The deaths of two Kurdish reporters in northern Iraq in the last two years has prompted charges that authorities in the semiautonomous Kurdistan region, long hailed as the country’s success story, are complicit in the intimidation of journalists.

In May, journalist Sardasht Osman was kidnapped in Irbil. His body was discovered a few days later in the troubled city of Mosul. No one has been arrested in the killing of the reporter, who had written a satirical column mocking the daughter of the Kurdistan region’s president, Massoud Barzani.

The attack comes two years after a young Kurdish reporter, Soran Mama Hama was shot to death in front of his house in Kirkuk. His killers have not been found.

A few hundred journalists and supporters gathered in Sulaymaniya last week demanding results in the Hama case. The editor of the magazine Hama worked for has accused Kurdish authorities of being involved in the killing.

Kurdish officials say the death is not their responsibility because Kirkuk is outside their region, but detractors say the main Kurdish parties hold sway with members of the security forces there.
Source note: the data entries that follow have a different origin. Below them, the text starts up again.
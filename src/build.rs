// Copyright 2018-2023 the Deno authors. All rights reserved. MIT license.

use std::cmp::Ordering;

use crate::comparator::VersionComparator;
use crate::item::Magnitude;
use crate::structure::BuildComparisonPolicy;
use crate::structure::VersionStructure;
use crate::tokenizer::is_alphanumeric_char;
use crate::Version;

/// Gets if comparing under this structure needs more than the base
/// comparator, which is the case as soon as a build section may exist,
/// sits in front of the version, or takes part in precedence.
pub fn needs_build_aware_comparator(structure: &VersionStructure) -> bool {
  structure.has_build_section()
    || !structure.version_before_build()
    || structure.build_comparison_policy() != BuildComparisonPolicy::Ignore
}

/// Compares the version parts with the base comparator and, under
/// [`BuildComparisonPolicy::TokenCompare`], breaks ties on the build parts.
pub struct BuildAwareComparator<'a> {
  base: &'a dyn VersionComparator,
  structure: &'a VersionStructure,
}

impl<'a> BuildAwareComparator<'a> {
  pub fn new(
    base: &'a dyn VersionComparator,
    structure: &'a VersionStructure,
  ) -> Self {
    Self { base, structure }
  }
}

impl VersionComparator for BuildAwareComparator<'_> {
  fn compare(&self, left: &Version, right: &Version) -> Ordering {
    let left_parts =
      self.structure.split_version_and_build_text(left.original_text());
    let right_parts =
      self.structure.split_version_and_build_text(right.original_text());

    let ordering = self.base.compare(
      &Version::new(left_parts.version_text),
      &Version::new(right_parts.version_text),
    );
    if ordering != Ordering::Equal {
      return ordering;
    }
    match self.structure.build_comparison_policy() {
      BuildComparisonPolicy::Ignore => Ordering::Equal,
      BuildComparisonPolicy::TokenCompare => {
        compare_build_text(left_parts.build_text, right_parts.build_text)
      }
    }
  }
}

/// Compares with `base`, going through a [`BuildAwareComparator`] only when
/// the structure asks for it.
pub(crate) fn compare_with_structure(
  base: &dyn VersionComparator,
  structure: &VersionStructure,
  left: &Version,
  right: &Version,
) -> Ordering {
  if needs_build_aware_comparator(structure) {
    BuildAwareComparator::new(base, structure).compare(left, right)
  } else {
    base.compare(left, right)
  }
}

#[derive(Debug, PartialEq, Eq)]
enum BuildToken<'a> {
  Numeric(Magnitude),
  Text(&'a str),
}

impl PartialOrd for BuildToken<'_> {
  fn partial_cmp(&self, other: &Self) -> Option<Ordering> {
    Some(self.cmp(other))
  }
}

impl Ord for BuildToken<'_> {
  fn cmp(&self, other: &Self) -> Ordering {
    match (self, other) {
      (BuildToken::Numeric(a), BuildToken::Numeric(b)) => a.cmp(b),
      (BuildToken::Numeric(_), BuildToken::Text(_)) => Ordering::Less,
      (BuildToken::Text(_), BuildToken::Numeric(_)) => Ordering::Greater,
      (BuildToken::Text(a), BuildToken::Text(b)) => a
        .bytes()
        .map(|c| c.to_ascii_lowercase())
        .cmp(b.bytes().map(|c| c.to_ascii_lowercase())),
    }
  }
}

fn build_tokens(text: &str) -> impl Iterator<Item = BuildToken<'_>> {
  text
    .split(|c: char| !is_alphanumeric_char(c))
    .filter(|part| !part.is_empty())
    .map(|part| match Magnitude::parse(part) {
      Some(value) => BuildToken::Numeric(value),
      None => BuildToken::Text(part),
    })
}

/// Orders build texts token by token. Digit-only tokens compare by value
/// and sort before text tokens, which compare ignoring ASCII case. An empty
/// build text and a shorter token sequence both sort first.
fn compare_build_text(left: &str, right: &str) -> Ordering {
  match (left.is_empty(), right.is_empty()) {
    (true, true) => return Ordering::Equal,
    (true, false) => return Ordering::Less,
    (false, true) => return Ordering::Greater,
    (false, false) => {}
  }
  build_tokens(left).cmp(build_tokens(right))
}
// Copyright 2018-2023 the Deno authors. All rights reserved. MIT license.

use crate::format::DefaultVersionFormatter;
use crate::format::FormatVersionError;
use crate::format::VersionFormatSpec;
use crate::structure::VersionStructure;
use crate::Version;

/// Converts between version text and [`Version`] values for a scheme.
pub trait VersionCodec: Send + Sync {
  fn parse_version(&self, text: &str) -> Version;

  fn format_version_text(
    &self,
    version: &Version,
    structure: &VersionStructure,
    format_spec: &VersionFormatSpec,
  ) -> Result<String, FormatVersionError>;

  /// Parses and then formats the text.
  fn normalize_version_text(
    &self,
    text: &str,
    structure: &VersionStructure,
    format_spec: &VersionFormatSpec,
  ) -> Result<String, FormatVersionError> {
    let version = self.parse_version(text);
    self.format_version_text(&version, structure, format_spec)
  }
}

/// Trims on parse and formats with [`DefaultVersionFormatter`].
#[derive(Debug, Clone, Copy, Default)]
pub struct DefaultVersionCodec;

impl VersionCodec for DefaultVersionCodec {
  fn parse_version(&self, text: &str) -> Version {
    Version::new(text.trim())
  }

  fn format_version_text(
    &self,
    version: &Version,
    structure: &VersionStructure,
    format_spec: &VersionFormatSpec,
  ) -> Result<String, FormatVersionError> {
    DefaultVersionFormatter.format_version_text(version, structure, format_spec)
  }
}

#[cfg(test)]
mod test {
  use pretty_assertions::assert_eq;

  use super::*;

  #[test]
  fn parse_trims() {
    let version = DefaultVersionCodec.parse_version("  1.2.3+4 \n");
    assert_eq!(version.original_text(), "1.2.3+4");
  }

  #[test]
  fn normalize() {
    let codec = DefaultVersionCodec;
    let normalized = codec
      .normalize_version_text(
        " 1.2.3+7 ",
        &VersionStructure::BUILD_AFTER_PLUS_IGNORED,
        &VersionFormatSpec::MAP_BUILD_TO_QUALIFIER,
      )
      .unwrap();
    assert_eq!(normalized, "1.2.3-build.7");

    let normalized = codec
      .normalize_version_text(
        "1.2.3+7",
        &VersionStructure::NO_BUILD,
        &VersionFormatSpec::OMIT_BUILD,
      )
      .unwrap();
    assert_eq!(normalized, "1.2.3+7");
  }
}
Journalists in the region regularly complain that they are pressured by the Kurdish government. But the authorities deny all such charges, calling them baseless and politically motivated.

After Osman’s death, the Kurdistan regional government issued a statement pledging to bring the killers to court and defended its record of protecting journalists.

“It is extremely unfortunate that the tragic death of this young Kurdish student has been exploited for the personal political gain of a few,” the statement said. Osman was in his final year of college, pursuing a degree in English.

The self-ruled Kurdish region is dominated by the Kurdistan Democratic Party and the Patriotic Union of Kurdistan. Despite the relative prosperity and security, some Kurds have come to resent the two main parties, which they accuse of corruption and authoritarian rule, a charge that both parties fiercely dispute.

The discontent fueled the birth of a new party, Goran, or Change, that has challenged the PUK in its traditional strongholds.

Ahmed Mira, editor of Livin magazine, for which Hama worked, spoke bitterly about the government of Kurdistan.

“Why are the Kurdistan authorities spilling the blood of its sons who write and criticize freely the authorities and the wide-scale corruption in the region?” Mira said. “What is going on?”


Ahmed, a special correspondent, reported from Sulaymaniya. Parker reported from Baghdad.